··· DATA TO USE ···
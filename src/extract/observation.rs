//! Observation type and attribute coercion
//!
//! An [`Observation`] is one `Record` element that passed every check: a
//! recognized type, a finite numeric value and a parseable start date.

use chrono::{DateTime, FixedOffset, NaiveDate};
use serde::Serialize;

/// Timestamp layout used by Apple Health exports, e.g. `2024-01-15 10:30:00 -0500`
pub const START_DATE_FORMAT: &str = "%Y-%m-%d %H:%M:%S %z";

/// One decoded, validated measurement
#[derive(Debug, Clone, Serialize, PartialEq)]
pub struct Observation {
    /// Recognized metric identifier
    pub metric_id: String,
    /// Finite measured value
    pub value: f64,
    /// Unit as written in the export (empty when absent)
    pub unit: String,
    /// Start of the measurement, in the record's own UTC offset
    pub timestamp: DateTime<FixedOffset>,
    /// Category resolved from the catalog
    pub category: String,
}

impl Observation {
    /// Calendar date of the measurement in its recorded offset
    pub fn date(&self) -> NaiveDate {
        self.timestamp.date_naive()
    }
}

/// Parse a `value` attribute, rejecting NaN and infinities
pub fn parse_value(raw: &str) -> Option<f64> {
    raw.trim().parse::<f64>().ok().filter(|v| v.is_finite())
}

/// Parse a `startDate` attribute in [`START_DATE_FORMAT`]
pub fn parse_start_date(raw: &str) -> Option<DateTime<FixedOffset>> {
    DateTime::parse_from_str(raw, START_DATE_FORMAT).ok()
}
//! Aggregation error types

use crate::catalog::{CatalogError, SeriesField};
use chrono::NaiveDate;
use thiserror::Error;

/// Errors that can occur while aggregating or summarizing
#[derive(Error, Debug)]
pub enum AggregateError {
    /// Date range ends before it starts
    #[error("Invalid date range: start {start} is after end {end}")]
    InvalidRange { start: NaiveDate, end: NaiveDate },

    /// Nothing to summarize
    #[error("No data to summarize")]
    EmptyInput,

    /// Rows do not carry the requested field
    #[error("Series has no '{0}' field")]
    MissingField(SeriesField),

    /// Metric or category lookup failed
    #[error(transparent)]
    Catalog(#[from] CatalogError),

    /// Rendering a series failed
    #[error("Format error: {0}")]
    Format(String),
}

impl From<csv::Error> for AggregateError {
    fn from(err: csv::Error) -> Self {
        AggregateError::Format(err.to_string())
    }
}

/// Result type alias for aggregation operations
pub type AggregateResult<T> = Result<T, AggregateError>;

#[cfg(test)]
mod tests {
    use super::*;

    #[test]
    fn test_error_display() {
        let err = AggregateError::InvalidRange {
            start: NaiveDate::from_ymd_opt(2024, 2, 10).unwrap(),
            end: NaiveDate::from_ymd_opt(2024, 2, 1).unwrap(),
        };
        assert_eq!(
            err.to_string(),
            "Invalid date range: start 2024-02-10 is after end 2024-02-01"
        );

        assert_eq!(
            AggregateError::MissingField(SeriesField::Sum).to_string(),
            "Series has no 'sum' field"
        );
    }

    #[test]
    fn test_catalog_error_is_transparent() {
        let err: AggregateError = CatalogError::UnknownMetric("foo".to_string()).into();
        assert_eq!(err.to_string(), "Unknown metric: foo");
    }
}
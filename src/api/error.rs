//! API Error Types
//!
//! Defines error types for the API layer and implements conversion
//! to HTTP responses with appropriate status codes.

use axum::{
    http::StatusCode,
    response::{IntoResponse, Response},
    Json,
};
use serde::Serialize;
use thiserror::Error;

use crate::aggregate::AggregateError;
use crate::catalog::CatalogError;
use crate::extract::ExtractError;

/// API error types
#[derive(Error, Debug)]
pub enum ApiError {
    /// Request validation failed
    #[error("Validation error: {0}")]
    Validation(String),

    /// Resource not found
    #[error("Not found: {0}")]
    NotFound(String),

    /// Upload exceeds the configured body limit
    #[error("Payload too large: {0}")]
    PayloadTooLarge(String),

    /// Uploaded export could not be read
    #[error("Malformed export: {0}")]
    MalformedExport(String),

    /// Internal server error
    #[error("Internal error: {0}")]
    Internal(String),

    /// IO error
    #[error("IO error: {0}")]
    Io(#[from] std::io::Error),
}

/// Error response body
#[derive(Serialize)]
pub struct ErrorResponse {
    pub error: ErrorBody,
    pub request_id: String,
}

/// Error details
#[derive(Serialize)]
pub struct ErrorBody {
    pub code: String,
    pub message: String,
}

impl ApiError {
    fn status_and_code(&self) -> (StatusCode, &'static str) {
        match self {
            ApiError::Validation(_) => (StatusCode::BAD_REQUEST, "VALIDATION_ERROR"),
            ApiError::NotFound(_) => (StatusCode::NOT_FOUND, "NOT_FOUND"),
            ApiError::PayloadTooLarge(_) => (StatusCode::PAYLOAD_TOO_LARGE, "PAYLOAD_TOO_LARGE"),
            ApiError::MalformedExport(_) => (StatusCode::UNPROCESSABLE_ENTITY, "MALFORMED_EXPORT"),
            ApiError::Internal(_) => (StatusCode::INTERNAL_SERVER_ERROR, "INTERNAL_ERROR"),
            ApiError::Io(_) => (StatusCode::INTERNAL_SERVER_ERROR, "IO_ERROR"),
        }
    }
}

impl IntoResponse for ApiError {
    fn into_response(self) -> Response {
        let (status, code) = self.status_and_code();

        let request_id = uuid::Uuid::new_v4().to_string();

        if status.is_server_error() {
            tracing::error!(
                request_id = %request_id,
                error_code = %code,
                error_message = %self,
                "API error occurred"
            );
        } else {
            tracing::warn!(
                request_id = %request_id,
                error_code = %code,
                error_message = %self,
                "Request rejected"
            );
        }

        let body = ErrorResponse {
            error: ErrorBody {
                code: code.to_string(),
                message: self.to_string(),
            },
            request_id,
        };

        (status, Json(body)).into_response()
    }
}

impl From<CatalogError> for ApiError {
    fn from(err: CatalogError) -> Self {
        match err {
            CatalogError::UnknownMetric(_) | CatalogError::UnknownCategory(_) => {
                ApiError::NotFound(err.to_string())
            }
            other => ApiError::Internal(other.to_string()),
        }
    }
}

impl From<AggregateError> for ApiError {
    fn from(err: AggregateError) -> Self {
        match err {
            AggregateError::InvalidRange { .. } | AggregateError::MissingField(_) => {
                ApiError::Validation(err.to_string())
            }
            AggregateError::Catalog(e) => e.into(),
            other => ApiError::Internal(other.to_string()),
        }
    }
}

impl From<ExtractError> for ApiError {
    fn from(err: ExtractError) -> Self {
        if err.is_malformed() {
            ApiError::MalformedExport(err.to_string())
        } else {
            ApiError::Internal(err.to_string())
        }
    }
}

/// Result type for API operations
pub type ApiResult<T> = Result<T, ApiError>;
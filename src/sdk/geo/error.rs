use serde::Deserialize;
use thiserror::Error;

// Helper structs to parse the JSON error body the geocoder returns on
// bad keys and malformed queries.
#[derive(Deserialize, Debug)]
pub struct GeocoderErrorPayload {
    #[serde(rename = "statusCode")]
    pub status_code: u16,
    pub error: String,
    pub message: String,
}

#[derive(Error, Debug)]
pub enum GeocodeError {
    // The structured error from the API
    #[error("API error (status {status}): {message}")]
    ApiError { status: u16, message: String },

    // A fallback for when we get an error that isn't in the expected JSON format
    #[error("unstructured API error (status {status}): {body}")]
    RawApiError { status: u16, body: String },

    #[error("underlying request failed: {0}")]
    RequestError(#[from] reqwest::Error),

    #[error("failed to parse JSON response: {0}")]
    ParseError(#[from] serde_json::Error),

    #[error("malformed coordinate pair in response: {0:?}")]
    MalformedPoint(String),
}
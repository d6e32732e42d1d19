use std::env;
use std::error::Error;

/// Geocoder settings read from the environment at process start. A missing
/// API key is fatal here; nothing downstream can recover from it.
#[derive(Debug, Clone)]
pub struct GeocoderConfig {
    pub api_key: String,
    pub base_url: Option<String>,
}

impl GeocoderConfig {
    pub fn from_env() -> Result<Self, Box<dyn Error>> {
        let api_key = env::var("YANDEX_GEOCODER_APIKEY")
            .map_err(|_| "YANDEX_GEOCODER_APIKEY is not set")?;
        let base_url = env::var("YANDEX_GEOCODER_URL").ok();
        Ok(Self {
            api_key,
            base_url,
        })
    }
}
use env_logger::{Builder, Env};

pub fn init_logging() {
    Builder::from_env(Env::default().default_filter_or("info"))
        .format_timestamp_secs()
        .format_module_path(false)
        .init();
}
···
**WHAT THIS TASK INVOLVES**
If a line in the records above has the word "when", copy it.

**RESPONSE BELOW**
    /// Unit as written in the export (empty when absent)
    // A fallback for when we get an error that isn't in the expected JSON format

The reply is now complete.